*Try it*: Please write out exactly the lines that begin at the line containing "GroundObserver::new(0.0, 0.0, 0.0).unwrap().position_ecef_km();" and run to the end of the records.

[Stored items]

*****

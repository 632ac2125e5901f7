use serde::Serialize;

use crate::predict::error::PredictError;
use crate::predict::frames::{WGS84_A_KM, WGS84_E2};

/// Observer location on the WGS-84 ellipsoid. Ranges are enforced here so
/// nothing downstream has to re-check them.
#[derive(Debug, Clone, Copy, PartialEq, Serialize)]
pub struct GroundObserver {
    latitude_deg: f64,
    longitude_deg: f64,
    altitude_km: f64,
}

impl GroundObserver {
    pub fn new(latitude_deg: f64, longitude_deg: f64, altitude_km: f64) -> Result<Self, PredictError> {
        if !latitude_deg.is_finite() || !(-90.0..=90.0).contains(&latitude_deg) {
            return Err(PredictError::InvalidObserver(format!(
                "latitude {} outside [-90, 90]",
                latitude_deg
            )));
        }
        if !longitude_deg.is_finite() || !(-180.0..=180.0).contains(&longitude_deg) {
            return Err(PredictError::InvalidObserver(format!(
                "longitude {} outside [-180, 180]",
                longitude_deg
            )));
        }
        if !altitude_km.is_finite() || altitude_km < 0.0 {
            return Err(PredictError::InvalidObserver(format!(
                "altitude {} km is negative",
                altitude_km
            )));
        }
        Ok(Self {
            latitude_deg,
            longitude_deg,
            altitude_km,
        })
    }

    /// Parse `"lat, lng"` in degrees.
    pub fn from_coordinates(coordinates: &str, altitude_km: Option<f64>) -> Result<Self, PredictError> {
        let parts: Vec<_> = coordinates.split(',').map(|s| s.trim()).collect();
        if parts.len() != 2 {
            return Err(PredictError::InvalidObserver(format!(
                "expected \"lat, lng\", got {:?}",
                coordinates
            )));
        }
        let parse = |s: &str| {
            s.parse::<f64>()
                .map_err(|e| PredictError::InvalidObserver(format!("{:?}: {}", s, e)))
        };
        Self::new(parse(parts[0])?, parse(parts[1])?, altitude_km.unwrap_or(0.0))
    }

    pub fn latitude_deg(&self) -> f64 {
        self.latitude_deg
    }

    pub fn longitude_deg(&self) -> f64 {
        self.longitude_deg
    }

    pub fn altitude_km(&self) -> f64 {
        self.altitude_km
    }

    pub fn lat_rad(&self) -> f64 {
        self.latitude_deg.to_radians()
    }

    pub fn lon_rad(&self) -> f64 {
        self.longitude_deg.to_radians()
    }

    pub fn position_ecef_km(&self) -> [f64; 3] {
        let lat = self.lat_rad();
        let lon = self.lon_rad();
        let sin_lat = lat.sin();
        let cos_lat = lat.cos();
        let n = WGS84_A_KM / (1.0 - WGS84_E2 * sin_lat * sin_lat).sqrt();
        let x = (n + self.altitude_km) * cos_lat * lon.cos();
        let y = (n + self.altitude_km) * cos_lat * lon.sin();
        let z = (n * (1.0 - WGS84_E2) + self.altitude_km) * sin_lat;
        [x, y, z]
    }
}

#[cfg(test)]
mod tests {
    use super::*;
    use approx::assert_relative_eq;
    use rstest::rstest;

    #[rstest]
    #[case(90.5, 0.0, 0.0)]
    #[case(-91.0, 0.0, 0.0)]
    #[case(0.0, 180.1, 0.0)]
    #[case(0.0, -200.0, 0.0)]
    #[case(0.0, 0.0, -0.1)]
    #[case(f64::NAN, 0.0, 0.0)]
    fn rejects_out_of_range(#[case] lat: f64, #[case] lng: f64, #[case] alt: f64) {
        assert!(matches!(
            GroundObserver::new(lat, lng, alt),
            Err(PredictError::InvalidObserver(_))
        ));
    }

    #[rstest]
    #[case(90.0, 180.0, 0.0)]
    #[case(-90.0, -180.0, 4.5)]
    #[case(0.0, 0.0, 0.0)]
    fn accepts_boundaries(#[case] lat: f64, #[case] lng: f64, #[case] alt: f64) {
        assert!(GroundObserver::new(lat, lng, alt).is_ok());
    }

    #[test]
    fn parses_coordinates() {
        let observer = GroundObserver::from_coordinates(" 52.5, 13.4 ", Some(0.034)).unwrap();
        assert_eq!(observer.latitude_deg(), 52.5);
        assert_eq!(observer.longitude_deg(), 13.4);
        assert_eq!(observer.altitude_km(), 0.034);
        assert!(GroundObserver::from_coordinates("52.5", None).is_err());
        assert!(GroundObserver::from_coordinates("north, east", None).is_err());
        assert!(GroundObserver::from_coordinates("95.0, 0.0", None).is_err());
    }

    #[test]
    fn ecef_on_equator_and_pole() {
        let equator = GroundObserver::new(0.0, 0.0, 0.0).unwrap().position_ecef_km();
        assert_relative_eq!(equator[0], WGS84_A_KM, epsilon = 1e-9);
        assert_relative_eq!(equator[1], 0.0, epsilon = 1e-9);
        assert_relative_eq!(equator[2], 0.0, epsilon = 1e-9);

        let pole = GroundObserver::new(90.0, 0.0, 1.0).unwrap().position_ecef_km();
        assert_relative_eq!(pole[2], 6356.752 + 1.0, epsilon = 1e-3);
    }
}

*****

*Result of the exercise*:
        let equator = GroundObserver::new(0.0, 0.0, 0.0).unwrap().position_ecef_km();
        assert_relative_eq!(equator[0], WGS84_A_KM, epsilon = 1e-9);
        assert_relative_eq!(equator[1], 0.0, epsilon = 1e-9);
        assert_relative_eq!(equator[2], 0.0, epsilon = 1e-9);

        let pole = GroundObserver::new(90.0, 0.0, 1.0).unwrap().position_ecef_km();
        assert_relative_eq!(pole[2], 6356.752 + 1.0, epsilon = 1e-3);
    }
}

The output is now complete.